The Royal College of Physicians of Edinburgh welcomes the opportunity to review this draft healthcare quality standard.  Clinical governance and risk management remain extremely important both internally as drivers of improvement in the quality and safety of clinical services, and externally in providing assurance to patients and the public.  Comments follow:

  • The College is particularly pleased to note the inclusion of “effectiveness” in the clinical governance and risk management principles and recommends this is tightened further to encourage the use of “evidence-based best practice” (page 5). 
  • This latest iteration of these standards has four significant merits:
    1. it is linked explicitly to the agenda of the NHS as set out in the Quality Strategy;
    2. its emphasis is on self-evaluation, providing HIS scrutiny can be effective and NHS Boards are not allowed to avoid challenging issues;
    3. it seeks to link what takes place at board level on policy and strategy with what happens at the 'sharp-end' of delivering hands-on care and treatment (a particular weakness of previous versions) although the development and use of frontline staff should be given more emphasis; and
    4. it is much shorter and simpler than previous attempts, relying largely on data that is already being collected.
  • The detailed self-evaluation questions also seem generally appropriate and comprehensive, with the only significant gap being reference to partnership working with others, such as local authorities and the third sector and which is so important in relation to long-term conditions.  However, these questions might be better phrased “How does …” to avoid the temptation of closed answers.
  • The emphasis on clinical audit is most welcome and the College seeks assurance that clinical benchmarks will be selected from Scottish and UK comparators and after specialist advice including from the Medical Royal Colleges. 
  • The challenge is to develop robust measures that will enable HIS to assess whether or not NHS Boards are achieving the required standard and target support to those that are not.  Page 10 states that There are effective risk management systems in operation which identify clinical, legislative, finance and other risks and are focused on the safety of patients’However, there is no definition of ‘effective’ and how will NHS Boards be held to account for performance?
  • The use of a quality risk profile will be helpful for Boards and HIS.  The information examples at the top of page 8 should also include clinical sources such as SASM and other national clinical audits.

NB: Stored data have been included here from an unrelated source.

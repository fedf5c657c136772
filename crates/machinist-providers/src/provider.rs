use async_trait::async_trait;
use machinist_domain::ObservedStatus;

use crate::error::ProviderError;

/// Common contract every resource provider implements (§4.4).
///
/// Construction and cross-provider wiring (the original's `init(config,
/// registry)` step) happen in [`crate::registry::ProviderRegistry`]'s
/// two-phase build rather than through a trait method here: each provider
/// is a plain struct built with the dependencies it needs, which is the
/// more natural shape in a language with ownership — there is no
/// "construct first, wire later" mutable-self step to model.
#[async_trait]
pub trait ResourceProvider: Send + Sync + 'static {
    type Spec: Sync;

    /// Cheap structural checks beyond what the schema already enforces.
    async fn validate(&self, spec: &Self::Spec) -> Result<bool, ProviderError>;

    /// Read-only. Must never mutate host state.
    async fn status(&self, spec: &Self::Spec) -> Result<ObservedStatus, ProviderError>;

    /// Idempotent: post-condition is `status(spec) == Present` plus any
    /// dependent configuration in place.
    async fn present(&self, spec: &Self::Spec) -> Result<(), ProviderError>;

    /// Idempotent: post-condition is `status(spec) == Absent` with all
    /// residuals removed.
    async fn absent(&self, spec: &Self::Spec) -> Result<(), ProviderError>;
}
use std::collections::BTreeMap;
use std::path::PathBuf;

use async_trait::async_trait;
use machinist_config::ProxyConfig;
use machinist_domain::{Container, ObservedStatus};
use serde_json::Value;
use tracing::debug;

use crate::error::ProviderError;
use crate::provider::ResourceProvider;
use crate::template;

const DISABLE_NETWORK_CONFIG: &str = "network: {config: disabled}\n";

/// Materialises the NoCloud seed directory inside a container root (§4.7).
/// Steps mirror the ones embedded in the container provider's `present`.
pub struct CloudInitProvider {
    machines_dir: PathBuf,
    proxy: ProxyConfig,
}

impl CloudInitProvider {
    pub fn new(machines_dir: PathBuf, proxy: ProxyConfig) -> Self {
        CloudInitProvider { machines_dir, proxy }
    }

    fn seed_dir(&self, container_name: &str) -> PathBuf {
        self.machines_dir.join(container_name).join("var/lib/cloud/seed/nocloud")
    }

    fn proxy_bindings(&self) -> BTreeMap<&str, String> {
        let mut bindings = BTreeMap::new();
        bindings.insert("http_proxy", self.proxy.http_proxy.clone().unwrap_or_default());
        bindings.insert("https_proxy", self.proxy.https_proxy.clone().unwrap_or_default());
        bindings.insert("no_proxy", self.proxy.no_proxy.clone());
        bindings
    }

    /// Writes the nocloud seed for `container`. No-op if it declares no cloud-init.
    pub async fn prepare(&self, container: &Container) -> Result<(), ProviderError> {
        let Some(cloud_init) = &container.cloud_init else {
            debug!(container = container.name.as_str(), "no cloud-init config");
            return Ok(());
        };

        let container_root = self.machines_dir.join(container.name.as_str());
        let seed_dir = self.seed_dir(container.name.as_str());
        tokio::fs::create_dir_all(&seed_dir)
            .await
            .map_err(|e| io_err(&seed_dir, e))?;

        let mut meta_data: BTreeMap<String, Value> = cloud_init.meta_data.clone();
        meta_data.insert(
            "local-hostname".to_string(),
            Value::String(container.name.as_str().to_string()),
        );
        meta_data
            .entry("instance-id".to_string())
            .or_insert_with(|| Value::String(format!("iid-{}", container.name.as_str())));

        let meta_yaml = serde_yaml::to_string(&meta_data).map_err(|e| {
            ProviderError::Invalid(format!("failed to render meta-data for {}: {e}", container.name.as_str()))
        })?;
        let meta_path = seed_dir.join("meta-data");
        tokio::fs::write(&meta_path, meta_yaml)
            .await
            .map_err(|e| io_err(&meta_path, e))?;

        if !cloud_init.user_data.is_empty() {
            let rendered = template::render(&cloud_init.user_data, &self.proxy_bindings())?;
            let user_path = seed_dir.join("user-data");
            tokio::fs::write(&user_path, rendered)
                .await
                .map_err(|e| io_err(&user_path, e))?;
        }

        match &cloud_init.network_config {
            Some(network_config) => {
                let network_path = seed_dir.join("network-config");
                tokio::fs::write(&network_path, network_config)
                    .await
                    .map_err(|e| io_err(&network_path, e))?;
            }
            None => {
                let disable_path = container_root.join("etc/cloud/cloud.cfg.d/99-disable-network-config.cfg");
                if let Some(parent) = disable_path.parent() {
                    tokio::fs::create_dir_all(parent).await.map_err(|e| io_err(parent, e))?;
                }
                tokio::fs::write(&disable_path, DISABLE_NETWORK_CONFIG)
                    .await
                    .map_err(|e| io_err(&disable_path, e))?;
            }
        }

        debug!(container = container.name.as_str(), "wrote cloud-init seed");
        Ok(())
    }
}

fn io_err(path: &std::path::Path, source: std::io::Error) -> ProviderError {
    ProviderError::Io {
        path: path.display().to_string(),
        source,
    }
}

#[async_trait]
impl ResourceProvider for CloudInitProvider {
    type Spec = Container;

    async fn validate(&self, _spec: &Container) -> Result<bool, ProviderError> {
        Ok(true)
    }

    async fn status(&self, spec: &Container) -> Result<ObservedStatus, ProviderError> {
        if spec.cloud_init.is_none() {
            return Ok(ObservedStatus::Absent);
        }
        Ok(if self.seed_dir(spec.name.as_str()).is_dir() {
            ObservedStatus::Present
        } else {
            ObservedStatus::Absent
        })
    }

    async fn present(&self, spec: &Container) -> Result<(), ProviderError> {
        self.prepare(spec).await
    }

    async fn absent(&self, spec: &Container) -> Result<(), ProviderError> {
        let cloud_dir = self.machines_dir.join(spec.name.as_str()).join("var/lib/cloud");
        if cloud_dir.is_dir() {
            tokio::fs::remove_dir_all(&cloud_dir).await.map_err(|e| io_err(&cloud_dir, e))?;
            debug!(container = spec.name.as_str(), "removed cloud-init directory");
        }
        Ok(())
    }
}
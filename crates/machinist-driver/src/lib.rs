pub mod driver;
pub mod error;
pub mod systemd;

pub use driver::{CommandOutput, HostDriver, MachineInfo, RunOptions};
pub use error::DriverError;
pub use systemd::SystemdHostDriver;
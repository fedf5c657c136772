use std::collections::BTreeMap;

use indexmap::IndexMap;
use serde::{Deserialize, Serialize};
use serde_json::Value;

/// Every `images/*.yaml` file is a mapping of image name to body.
pub type RawImageFile = IndexMap<String, RawImage>;
/// Every `profiles/*.yaml` file is a mapping of profile name to body.
pub type RawProfileFile = IndexMap<String, RawProfile>;
/// Every `cloud-init/*.yaml` file is a mapping of template name to body.
pub type RawCloudInitFile = IndexMap<String, RawCloudInitBody>;

#[derive(Debug, Deserialize, Serialize)]
pub struct RawImage {
    pub kind: String,
    pub source: String,
    #[serde(default = "default_verify")]
    pub verify: String,
    #[serde(default)]
    pub custom_files: Vec<RawCustomFile>,
}

fn default_verify() -> String {
    "none".to_string()
}

#[derive(Debug, Deserialize, Serialize)]
pub struct RawCustomFile {
    pub path: String,
    pub op: String,
    pub target: Option<String>,
}

#[derive(Debug, Deserialize, Serialize)]
pub struct RawProfile {
    pub machine_config_body: String,
    pub unit_override_body: String,
}

#[derive(Debug, Default, Deserialize, Serialize)]
pub struct RawCloudInitBody {
    #[serde(default)]
    pub meta_data: BTreeMap<String, Value>,
    #[serde(default)]
    pub user_data: String,
    pub network_config: Option<String>,
}

/// Every `nodes/*.yaml` file declares a `containers:` mapping.
#[derive(Debug, Deserialize, Serialize)]
pub struct RawNodeFile {
    #[serde(default)]
    pub containers: IndexMap<String, RawContainer>,
}

#[derive(Debug, Deserialize, Serialize)]
pub struct RawContainer {
    pub image: String,
    pub profile: Option<String>,
    pub ensure: Option<String>,
    pub state: Option<String>,
    pub autostart: Option<bool>,
    pub cloud_init: Option<RawContainerCloudInit>,
}

#[derive(Debug, Deserialize, Serialize)]
pub struct RawContainerCloudInit {
    pub template: Option<String>,
    #[serde(default)]
    pub meta_data: BTreeMap<String, Value>,
    #[serde(default)]
    pub user_data: String,
    pub network_config: Option<String>,
}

  • Under the capability and culture domain the omission of a clinical governance committee or equivalent is surprising (page 12, 2a).  Also, in relation to this domain, it would be helpful to remind organisations of the need to integrate the work of quality improvement teams with front line clinical teams.
  • It would be reassuring to see explicit reference to feeding back results to clinical teams to encourage sustained change.  This will help secure clinical engagement and avoid the perception of a tick box exercise, especially at a time when the drive for financial balance appears often to frustrate improvement.
  • Should there be mention of new ways of involving patients eg self-care or self-management (page 16)?